The publicity surrounding the first sale of the Duchess of Windsor’s jewellery, held by Sotheby’s in Geneva within a year of her death – selling it in London was considered offensive to the royal family – played heavily on the romance. Although both Duke and Duchess had apparently agreed that no other woman was to wear the jewellery, which they wanted b th roken up and reset, they did not leave written instructions for this. Extracts from the love letters were included in the catalogue, which portrayed the Duke as a man who spoke with authority about style while the lady for whom the jewels were destined was ‘elegance personified’. The sale raised a phenomenal $50,281,887, approximately seven times the estimate. The diamond and platinum brooch in the shape of the Prince of Wales feathers, an item Prince Charles had contemplated buying, was bought by the actress Elizabeth Taylor for $567,000. Even the house where Wallis had died became caught up not in fire but in myth.
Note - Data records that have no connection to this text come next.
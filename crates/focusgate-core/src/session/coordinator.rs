//! Glue between the timer, the policy and the outside world.
//!
//! The coordinator applies commands synchronously and never performs I/O.
//! Side effects are collected in an [`Outbox`] that the daemon drains after
//! each handling pass: persist the snapshot, push the rules, broadcast the
//! events. The decision context and rule set are recomputed before a
//! response is built, so every reply reflects the new state.

use tracing::{debug, info, warn};

use super::command::{Command, Response, TimerView};
use super::context::DecisionContext;
use crate::events::Event;
use crate::policy::{Decision, ListEdit, PolicyEngine, RuleSet};
use crate::storage::{Config, Snapshot};
use crate::timer::{Clock, DurationConfig, ModeCycle, TickOutcome, TimerEngine};
use crate::error::InvalidTransition;

/// Settings the coordinator takes from the config file.
#[derive(Debug, Clone, PartialEq)]
pub struct CoordinatorSettings {
    pub block_page_url: String,
    pub checkpoint_interval_secs: u64,
    pub cycle: ModeCycle,
}

impl Default for CoordinatorSettings {
    fn default() -> Self {
        Self::from_config(&Config::default())
    }
}

impl CoordinatorSettings {
    pub fn from_config(config: &Config) -> Self {
        Self {
            block_page_url: config.interceptor.block_page_url.clone(),
            checkpoint_interval_secs: config.timer.checkpoint_interval_secs.max(1),
            cycle: config.mode_cycle(),
        }
    }
}

/// Side effects owed to the outside world.
#[derive(Debug, Default, PartialEq)]
pub struct Outbox {
    /// The full snapshot must be written.
    pub persist: bool,
    /// Rules to install, if they changed.
    pub rules: Option<RuleSet>,
    pub events: Vec<Event>,
}

impl Outbox {
    pub fn is_empty(&self) -> bool {
        !self.persist && self.rules.is_none() && self.events.is_empty()
    }
}

pub struct SessionCoordinator {
    timer: TimerEngine,
    policy: PolicyEngine,
    clock: Box<dyn Clock>,
    settings: CoordinatorSettings,
    context: DecisionContext,
    rules: RuleSet,
    /// False until a rule set has been handed to the interceptor.
    rules_installed: bool,
    outbox: Outbox,
    last_checkpoint_ms: Option<u64>,
}

impl SessionCoordinator {
    /// A coordinator holding default state. Nothing is queued until the
    /// first mutation or [`restore`](Self::restore).
    pub fn new(clock: impl Clock + 'static, settings: CoordinatorSettings) -> Self {
        let timer = TimerEngine::new(DurationConfig::default(), settings.cycle);
        let policy = PolicyEngine::default();
        let mut coordinator = Self {
            timer,
            policy,
            clock: Box::new(clock),
            settings,
            context: DecisionContext::default(),
            rules: RuleSet::default(),
            rules_installed: false,
            outbox: Outbox::default(),
            last_checkpoint_ms: None,
        };
        coordinator.recompute();
        coordinator.outbox = Outbox::default();
        coordinator
    }

    // ── Accessors ────────────────────────────────────────────────────

    pub fn timer(&self) -> &TimerEngine {
        &self.timer
    }

    pub fn policy(&self) -> &PolicyEngine {
        &self.policy
    }

    pub fn rules(&self) -> &RuleSet {
        &self.rules
    }

    pub fn decision_context(&self) -> &DecisionContext {
        &self.context
    }

    pub fn now_ms(&self) -> u64 {
        self.clock.now_ms()
    }

    fn checkpoint_due(&self, now_ms: u64) -> bool {
        match self.last_checkpoint_ms {
            None => true,
            Some(last) => {
                now_ms.saturating_sub(last) >= self.settings.checkpoint_interval_secs * 1000
            }
        }
    }

    pub fn timer_view(&self) -> TimerView {
        let now = self.clock.now_ms();
        let run_state = self.timer.run_state();
        TimerView {
            mode: self.timer.mode(),
            running: run_state.running(),
            paused: run_state.paused(),
            remaining_seconds: self.timer.remaining_at(now),
            original_duration_seconds: self.timer.original_duration_seconds(),
            start_epoch_millis: self.timer.start_epoch_ms(),
            is_break_time: self.timer.is_break_time(),
            session_active: self.timer.session_active(),
            completed_study_sessions: self.timer.completed_study_sessions(),
            durations: self.timer.durations(),
        }
    }

    /// Navigation decision against the last recorded context.
    pub fn decide_navigation(&self, url: &str) -> Decision {
        self.context.decide(url)
    }

    /// The full persisted surface, with a running countdown reconciled.
    pub fn snapshot(&self) -> Snapshot {
        let mut timer = self.timer.record();
        timer.remaining_seconds = self.timer.remaining_at(self.clock.now_ms());
        Snapshot {
            timer,
            policy: self.policy.state().clone(),
            durations: self.timer.durations(),
            last_save_time: self.last_checkpoint_ms,
        }
    }

    // ── Driving ──────────────────────────────────────────────────────

    /// Replace the in-memory state with a loaded snapshot.
    ///
    /// A countdown that expired while nothing was running completes here.
    /// Rules are always queued afterwards so the interceptor starts in sync.
    pub fn restore(&mut self, snapshot: Snapshot) {
        let now = self.clock.now_ms();
        let (timer, completed) =
            TimerEngine::restore(snapshot.timer, snapshot.durations, self.settings.cycle, now);
        self.timer = timer;
        self.policy = PolicyEngine::new(snapshot.policy);
        self.last_checkpoint_ms = snapshot.last_save_time;
        self.rules_installed = false;

        info!(
            mode = %self.timer.mode(),
            state = %self.timer.run_state(),
            remaining = self.timer.remaining_seconds(),
            blocked = self.policy.block_list().len(),
            allowed = self.policy.allow_list().len(),
            "State restored"
        );

        if let Some(event) = completed {
            self.outbox.events.push(event);
            self.outbox.persist = true;
        }
        self.recompute();
    }

    /// Periodic driver callback.
    pub fn tick(&mut self) -> TickOutcome {
        let now = self.clock.now_ms();
        let outcome = self.timer.tick(now);
        match &outcome {
            TickOutcome::Idle => {}
            TickOutcome::Counting { .. } => {
                if self.checkpoint_due(now) {
                    self.outbox.persist = true;
                }
            }
            TickOutcome::Completed(event) => {
                self.outbox.events.push(event.clone());
                self.changed();
            }
        }
        outcome
    }

    /// Apply one client command.
    pub fn handle(&mut self, command: Command) -> Response {
        let now = self.clock.now_ms();
        debug!(action = command.name(), "Handling command");

        match command {
            Command::GetTimerState => Response::with_timer(self.timer_view()),
            Command::StartTimer => {
                let result = self.timer.start(now);
                self.apply_transition(result)
            }
            Command::PauseTimer => {
                let result = self.timer.pause(now);
                self.apply_transition(result)
            }
            Command::ResumeTimer => {
                let result = self.timer.resume(now);
                self.apply_transition(result)
            }
            Command::ResetTimer { new_time_left } => {
                let event = self.timer.reset(new_time_left);
                self.apply_transition(Ok(Some(event)))
            }
            Command::SetMode { mode, time_left } => {
                let event = self.timer.set_mode(mode, time_left);
                self.apply_transition(Ok(Some(event)))
            }
            Command::UpdateWebsiteRules {
                blocked_sites,
                allowed_sites,
                blocking_mode,
            } => {
                self.policy.set_block_list(blocked_sites);
                self.policy.set_allow_list(allowed_sites);
                if let Some(mode) = blocking_mode {
                    self.policy.set_mode(mode);
                }
                self.policy_changed();
                Response::ok()
            }
            Command::StartStudySession {
                blocked_sites,
                allowed_sites,
            } => {
                self.policy.set_block_list(blocked_sites);
                self.policy.set_allow_list(allowed_sites);
                self.policy_changed();
                Response::ok()
            }
            Command::StopStudySession {
                blocked_sites,
                allowed_sites,
            } => {
                let touched = blocked_sites.is_some() || allowed_sites.is_some();
                if let Some(sites) = blocked_sites {
                    self.policy.set_block_list(sites);
                }
                if let Some(sites) = allowed_sites {
                    self.policy.set_allow_list(sites);
                }
                if touched {
                    self.policy_changed();
                }
                Response::ok()
            }
            Command::AddToBlockList { site } => {
                let edit = self.policy.add_to_block_list(&site);
                self.apply_edit(edit)
            }
            Command::AddToAllowList { site } => {
                let edit = self.policy.add_to_allow_list(&site);
                self.apply_edit(edit)
            }
            Command::RemoveFromBlockList { site } => {
                if self.policy.remove_from_block_list(&site) {
                    self.policy_changed();
                }
                Response::ok()
            }
            Command::RemoveFromAllowList { site } => {
                if self.policy.remove_from_allow_list(&site) {
                    self.policy_changed();
                }
                Response::ok()
            }
            Command::SetBlockingMode { mode } => {
                self.policy.set_mode(mode);
                self.policy_changed();
                Response::ok()
            }
            Command::SetDurations {
                study_minutes,
                short_break_minutes,
                long_break_minutes,
            } => match DurationConfig::new(study_minutes, short_break_minutes, long_break_minutes)
            {
                Ok(durations) => {
                    let event = self.timer.set_durations(durations);
                    self.apply_transition(Ok(Some(event)))
                }
                Err(e) => {
                    debug!(error = %e, "Durations rejected");
                    Response::failure(e.to_string())
                }
            },
            Command::GetPolicyState => Response::with_policy(self.policy.state().clone()),
            Command::CheckNavigation { url } => {
                Response::with_decision(self.decide_navigation(&url))
            }
        }
    }

    /// Hand over pending side effects.
    pub fn take_outbox(&mut self) -> Outbox {
        let outbox = std::mem::take(&mut self.outbox);
        if outbox.persist {
            self.last_checkpoint_ms = Some(self.clock.now_ms());
        }
        if outbox.rules.is_some() {
            self.rules_installed = true;
        }
        outbox
    }

    /// The last persist failed; write the full snapshot again next time.
    pub fn persist_failed(&mut self) {
        warn!("Snapshot not persisted; will retry");
        self.outbox.persist = true;
    }

    /// The last rule install failed; push the current rules again next time.
    pub fn rules_failed(&mut self) {
        warn!("Rules not installed; will retry");
        self.rules_installed = false;
        if self.outbox.rules.is_none() {
            self.outbox.rules = Some(self.rules.clone());
        }
    }

    // ── Internal ─────────────────────────────────────────────────────

    fn apply_transition(
        &mut self,
        result: Result<Option<Event>, InvalidTransition>,
    ) -> Response {
        match result {
            Ok(Some(event)) => {
                self.outbox.events.push(event);
                self.changed();
                Response::ok()
            }
            Ok(None) => Response::ok(),
            Err(e) => {
                debug!(error = %e, "Invalid transition");
                Response::failure(e.to_string())
            }
        }
    }

    fn apply_edit(&mut self, edit: ListEdit) -> Response {
        if edit.changed() {
            self.policy_changed();
        }
        Response::with_edit(edit)
    }

    fn policy_changed(&mut self) {
        let state = self.policy.state();
        self.outbox.events.push(Event::PolicyChanged {
            blocking_mode: state.mode,
            blocked: state.block_list.len(),
            allowed: state.allow_list.len(),
            at: chrono::Utc::now(),
        });
        self.changed();
    }

    fn changed(&mut self) {
        self.outbox.persist = true;
        self.recompute();
    }

    /// Rebuild the decision context and rules from the engines.
    fn recompute(&mut self) {
        let session_active = self.timer.session_active();
        let is_break_time = self.timer.is_break_time();
        self.context = DecisionContext {
            session_active,
            is_break_time,
            policy: self.policy.state().clone(),
        };

        let rules = self.policy.compile_interception_rules(
            session_active,
            is_break_time,
            &self.settings.block_page_url,
        );
        if rules != self.rules || !self.rules_installed {
            self.outbox.events.push(Event::RulesUpdated {
                session_active,
                rule_count: rules.len(),
                needs_navigation_hook: rules.needs_navigation_hook,
                at: chrono::Utc::now(),
            });
            self.outbox.rules = Some(rules.clone());
        }
        self.rules = rules;
    }
}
After the Duchess’s death it returned to state ownership and was immediately leased by Harrods owner Mohamed al-Fayed and expensively restored over several years, as a fitting tribute to what he described as ‘the couple’s romantic legacy’. It was the last place to which Dodi Fayed, his son, took another royal outsider, Princess Diana, hours before her tragic death in Paris in the early hours of 31 August 1997.
The American social-realist painter Jack Levine was one of the first to give artistic expression to Wallis. He found the Duke and Duchess rewarding subjects for his Hogarthian, expressionist-style paintings, and
Reception in Miami
(1948) cleverly satirized the Windsors’ recent visit to Florida as well as recalling the 1937 moment when the Duchess smiled and curtseyed to Hitler. Levine said at the time he had been inspired by the way ‘our co-nationals began to scrape and bow’ as they greeted the honoured guests. He felt ‘it was a kind of violation of everything that the Declaration of Independence and Constitution stand for’.